Because of the logic function of a (N)OR gate: If one of the inputs is VDD, its output is always VSS (NOR gate) resp. VDD (OR), i.e. cannot change, whatever signal is applied to the other input(s). In order to let a pulse propagate from input to output, you have to put the unused input(s) to VSS.
For (N)AND gates it's just the other way round.

The graph i posted was from AvanWaves and i dont know how to fix it, but excel is a pretty good idea!
It should be possible with AvanWaves, but I can't tell you how because it's many years ago I used it. Try somewhere in the setUp.
But if you know Excel it shouldn't be a big problem.
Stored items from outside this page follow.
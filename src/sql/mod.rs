//! Natural-language product search
//!
//! The model writes one query inside `<SQL></SQL>` tags; only a statement
//! that passes [`SelectQuery::parse`] is run, on a read-only connection.

pub mod extract;
pub mod narration;
pub mod responder;
pub mod store;

pub use extract::{extract_sql, SelectQuery, SqlExtraction};
pub use narration::{
    discount_phrase, render_product_list, with_discount_text, DISCOUNT_TEXT_KEY, NO_MATCHING_PRODUCTS,
};
pub use responder::{SqlAnswer, SqlResponder};
pub use store::{ProductRecord, ProductStore, Record};
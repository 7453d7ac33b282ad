//! Text embeddings for routing and FAQ retrieval
//!
//! Two backends share the [`Embedder`] trait:
//! - [`OpenAIEmbedder`]: hosted embeddings via async-openai
//! - [`HashEmbedder`]: deterministic token hashing, no network needed

use std::collections::hash_map::DefaultHasher;
use std::hash::{Hash, Hasher};
use std::sync::Arc;

use async_openai::{
    config::OpenAIConfig,
    types::{CreateEmbeddingRequestArgs, EmbeddingInput},
    Client as OpenAIClient,
};
use async_trait::async_trait;
use tracing::{debug, info, warn};

use crate::config::{Config, EmbeddingBackend};
use crate::{Error, Result};

const MAX_INPUT_CHARS: usize = 8000;

/// Maps text to fixed-length vectors.
#[async_trait]
pub trait Embedder: Send + Sync {
    /// Embed many texts, one vector per input in the same order.
    async fn embed_batch(&self, texts: &[String]) -> Result<Vec<Vec<f32>>>;

    async fn embed(&self, text: &str) -> Result<Vec<f32>> {
        self.embed_batch(&[text.to_string()])
            .await?
            .into_iter()
            .next()
            .ok_or_else(|| Error::EmbeddingError("No embedding returned".to_string()))
    }

    fn dimension(&self) -> usize;
}

/// OpenAI embeddings service.
pub struct OpenAIEmbedder {
    client: OpenAIClient<OpenAIConfig>,
    model: String,
}

impl OpenAIEmbedder {
    pub fn new(api_key: impl Into<String>, model: impl Into<String>) -> Result<Self> {
        let api_key = api_key.into();
        if api_key.trim().is_empty() {
            return Err(Error::Config("OPENAI_API_KEY is empty".to_string()));
        }

        let config = OpenAIConfig::new().with_api_key(api_key);
        Ok(Self {
            client: OpenAIClient::with_config(config),
            model: model.into(),
        })
    }

    pub fn model(&self) -> &str {
        &self.model
    }
}

#[async_trait]
impl Embedder for OpenAIEmbedder {
    async fn embed_batch(&self, texts: &[String]) -> Result<Vec<Vec<f32>>> {
        if texts.is_empty() {
            return Ok(Vec::new());
        }

        let processed: Vec<String> = texts
            .iter()
            .map(|t| truncate_chars(t.trim(), MAX_INPUT_CHARS))
            .filter(|t| !t.is_empty())
            .collect();

        // Blank inputs embed to the zero vector, which matches nothing
        if processed.is_empty() {
            return Ok(vec![vec![0.0; self.dimension()]; texts.len()]);
        }

        debug!(count = processed.len(), model = %self.model, "Requesting embeddings");

        let request = CreateEmbeddingRequestArgs::default()
            .model(&self.model)
            .input(EmbeddingInput::StringArray(processed))
            .build()?;

        let response = self.client.embeddings().create(request).await?;

        debug!(
            "Generated {} embeddings, tokens used: {}",
            response.data.len(),
            response.usage.total_tokens
        );

        let mut result = Vec::with_capacity(texts.len());
        let mut embed_iter = response.data.into_iter();

        for text in texts {
            if text.trim().is_empty() {
                result.push(vec![0.0; self.dimension()]);
            } else {
                let embed = embed_iter.next().ok_or_else(|| {
                    Error::EmbeddingError("Fewer embeddings returned than requested".to_string())
                })?;
                result.push(embed.embedding);
            }
        }

        Ok(result)
    }

    fn dimension(&self) -> usize {
        match self.model.as_str() {
            "text-embedding-3-large" => 3072,
            _ => 1536,
        }
    }
}

/// Deterministic bag-of-tokens embedder.
///
/// Tokens are lowercased alphanumeric runs hashed into `dim` buckets, then
/// the vector is scaled to unit length.
#[derive(Debug, Clone)]
pub struct HashEmbedder {
    dim: usize,
}

impl HashEmbedder {
    pub fn new(dim: usize) -> Self {
        Self { dim: dim.max(8) }
    }

    pub fn embed_text(&self, text: &str) -> Vec<f32> {
        let mut vec = vec![0.0f32; self.dim];
        for token in tokenize(text) {
            let mut hasher = DefaultHasher::new();
            token.hash(&mut hasher);
            let idx = (hasher.finish() as usize) % self.dim;
            vec[idx] += 1.0;
        }

        normalize(&mut vec);
        vec
    }
}

#[async_trait]
impl Embedder for HashEmbedder {
    async fn embed_batch(&self, texts: &[String]) -> Result<Vec<Vec<f32>>> {
        Ok(texts.iter().map(|t| self.embed_text(t)).collect())
    }

    fn dimension(&self) -> usize {
        self.dim
    }
}

/// Pick the embedding backend the configuration asks for.
pub fn build_embedder(config: &Config) -> Result<Arc<dyn Embedder>> {
    match config.embedding_backend {
        EmbeddingBackend::Local => {
            info!(dim = config.embedding_dim, "Using local hash embeddings");
            Ok(Arc::new(HashEmbedder::new(config.embedding_dim)))
        }
        EmbeddingBackend::OpenAi => {
            let key = config.openai_api_key.clone().ok_or_else(|| {
                Error::Config("EMBEDDING_BACKEND=openai requires OPENAI_API_KEY".to_string())
            })?;
            info!(model = %config.embedding_model, "Using OpenAI embeddings");
            Ok(Arc::new(OpenAIEmbedder::new(key, &config.embedding_model)?))
        }
        EmbeddingBackend::Auto => match config.openai_api_key.as_deref() {
            Some(key) => {
                info!(model = %config.embedding_model, "Using OpenAI embeddings");
                Ok(Arc::new(OpenAIEmbedder::new(key, &config.embedding_model)?))
            }
            None => {
                warn!("OPENAI_API_KEY not set, falling back to local hash embeddings");
                Ok(Arc::new(HashEmbedder::new(config.embedding_dim)))
            }
        },
    }
}

/// Cosine similarity; 0.0 for empty, mismatched or zero vectors.
pub fn cosine_similarity(a: &[f32], b: &[f32]) -> f32 {
    if a.is_empty() || b.is_empty() || a.len() != b.len() {
        return 0.0;
    }

    let mut dot = 0.0;
    let mut norm_a = 0.0;
    let mut norm_b = 0.0;

    for (&x, &y) in a.iter().zip(b.iter()) {
        dot += x * y;
        norm_a += x * x;
        norm_b += y * y;
    }

    if norm_a == 0.0 || norm_b == 0.0 {
        return 0.0;
    }

    dot / (norm_a.sqrt() * norm_b.sqrt())
}

pub fn normalize(vec: &mut [f32]) {
    let norm = vec.iter().map(|v| v * v).sum::<f32>().sqrt();
    if norm > 0.0 {
        for v in vec.iter_mut() {
            *v /= norm;
        }
    }
}

fn tokenize(text: &str) -> impl Iterator<Item = String> + '_ {
    text.split(|c: char| !c.is_alphanumeric())
        .filter(|t| !t.is_empty())
        .map(|t| t.to_lowercase())
}

fn truncate_chars(text: &str, max: usize) -> String {
    match text.char_indices().nth(max) {
        Some((idx, _)) => text[..idx].to_string(),
        None => text.to_string(),
    }
}

#[cfg(test)]
mod tests {
    use super::*;

    #[test]
    fn cosine_similarity_handles_edge_cases() {
        assert_eq!(cosine_similarity(&[], &[]), 0.0);
        assert_eq!(cosine_similarity(&[1.0, 2.0], &[1.0]), 0.0);
        assert_eq!(cosine_similarity(&[0.0, 0.0], &[0.0, 0.0]), 0.0);

        let aligned = cosine_similarity(&[1.0, 0.0], &[2.0, 0.0]);
        assert!((aligned - 1.0).abs() < 1e-6);

        let orthogonal = cosine_similarity(&[1.0, 0.0], &[0.0, 1.0]);
        assert!(orthogonal.abs() < 1e-6);
    }

    #[test]
    fn normalize_scales_vector_to_unit_length() {
        let mut vec = vec![3.0, 4.0];
        normalize(&mut vec);
        let norm = (vec[0].powi(2) + vec[1].powi(2)).sqrt();

        assert!((norm - 1.0).abs() < 1e-6);
        assert!(vec[1] > vec[0]);
    }

    #[test]
    fn normalize_zero_vector() {
        let mut vec = vec![0.0, 0.0, 0.0];
        normalize(&mut vec);
        assert!(vec.iter().all(|&v| v == 0.0));
    }

    #[test]
    fn hash_embedder_is_deterministic_and_case_insensitive() {
        let embedder = HashEmbedder::new(64);
        let a = embedder.embed_text("Nike running shoes");
        let b = embedder.embed_text("nike RUNNING shoes");

        assert_eq!(a.len(), 64);
        assert_eq!(a, b);
    }

    #[test]
    fn hash_embedder_ignores_punctuation() {
        let embedder = HashEmbedder::new(64);
        let a = embedder.embed_text("refund policy?");
        let b = embedder.embed_text("refund, policy");
        assert!((cosine_similarity(&a, &b) - 1.0).abs() < 1e-6);
    }

    #[test]
    fn hash_embedder_enforces_minimum_dimension() {
        assert_eq!(HashEmbedder::new(2).dimension(), 8);
    }

    #[test]
    fn hash_embedder_blank_text_is_zero_vector() {
        let embedder = HashEmbedder::new(16);
        assert!(embedder.embed_text("  ?! ").iter().all(|&v| v == 0.0));
    }

    #[tokio::test]
    async fn hash_embedder_batch_preserves_order() {
        let embedder = HashEmbedder::new(32);
        let texts = vec!["alpha".to_string(), "beta".to_string()];
        let batch = embedder.embed_batch(&texts).await.unwrap();

        assert_eq!(batch.len(), 2);
        assert_eq!(batch[0], embedder.embed_text("alpha"));
        assert_eq!(batch[1], embedder.embed("beta").await.unwrap());
    }

    #[test]
    fn openai_embedder_rejects_empty_key() {
        assert!(OpenAIEmbedder::new("", "text-embedding-3-small").is_err());
    }

    #[test]
    fn openai_dimension_follows_model() {
        let small = OpenAIEmbedder::new("key", "text-embedding-3-small").unwrap();
        let large = OpenAIEmbedder::new("key", "text-embedding-3-large").unwrap();

        assert_eq!(small.dimension(), 1536);
        assert_eq!(large.dimension(), 3072);
        assert_eq!(large.model(), "text-embedding-3-large");
    }

    #[tokio::test]
    async fn openai_blank_batch_short_circuits() {
        let embedder = OpenAIEmbedder::new("key", "text-embedding-3-small").unwrap();
        let out = embedder
            .embed_batch(&["   ".to_string(), "\n".to_string()])
            .await
            .unwrap();

        assert_eq!(out.len(), 2);
        assert!(out.iter().all(|v| v.len() == 1536 && v.iter().all(|&x| x == 0.0)));
    }

    #[test]
    fn truncate_chars_respects_char_boundaries() {
        assert_eq!(truncate_chars("héllo", 2), "hé");
        assert_eq!(truncate_chars("hi", 10), "hi");
    }

    #[test]
    fn build_embedder_local_uses_configured_dimension() {
        let mut config = Config::from_env();
        config.embedding_backend = EmbeddingBackend::Local;
        config.embedding_dim = 96;

        let embedder = build_embedder(&config).unwrap();
        assert_eq!(embedder.dimension(), 96);
    }

    #[test]
    fn build_embedder_auto_without_key_falls_back_to_local() {
        let mut config = Config::from_env();
        config.embedding_backend = EmbeddingBackend::Auto;
        config.openai_api_key = None;
        config.embedding_dim = 48;

        let embedder = build_embedder(&config).unwrap();
        assert_eq!(embedder.dimension(), 48);
    }

    #[test]
    fn build_embedder_openai_requires_key() {
        let mut config = Config::from_env();
        config.embedding_backend = EmbeddingBackend::OpenAi;
        config.openai_api_key = None;

        assert!(build_embedder(&config).is_err());
    }

    #[tokio::test]
    #[ignore] // Requires OPENAI_API_KEY
    async fn live_openai_embedding_has_model_dimension() {
        dotenvy::dotenv().ok();
        let key = std::env::var("OPENAI_API_KEY").unwrap();
        let embedder = OpenAIEmbedder::new(key, "text-embedding-3-small").unwrap();
        let vector = embedder.embed("What is the return policy?").await.unwrap();
        assert_eq!(vector.len(), embedder.dimension());
    }
}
In order to find parasitic delay i have to do, as you said, the same things without the loads(X4 and X5).
But in this case where exactly should i put the m=fanout?
"The parasitic delay of a gate is the delay of the gate when it drives zero load.", see Weste/Harris paragraph 4.2.4
So you don't need X4 and X5 , nor do you need fanout.


Is this right?

Vdd VDD VSS 'SUPPLY'
Vin A1 VSS=0 PULSE 0 'SUPPLY' 0ps 20ps 20ps 220ps 1000ps
X1 A1 VDD B1 VDD VSS NAND2_X1
X2 B1 VDD C1 VDD VSS NAND2_X1
X3 C1 VDD D1 VDD VSS NAND2_X1
X4 D1 VDD E1 VDD VSS NAND2_X1 m=fanout
Nearly. Just remove the X4 line, and the sweep fanout command from the .TRAN line:
.TRAN 1ps 1000ps START=0ps

This will run a single simulation with a single tpd result. Then run a similar single analysis (again without load, i.e. only X1 .. X3) for the smallest INV (whatever is its name in your lib). The tpd(yourGate)/tpd(INV) ratio is the parasitic delay p of yourGate.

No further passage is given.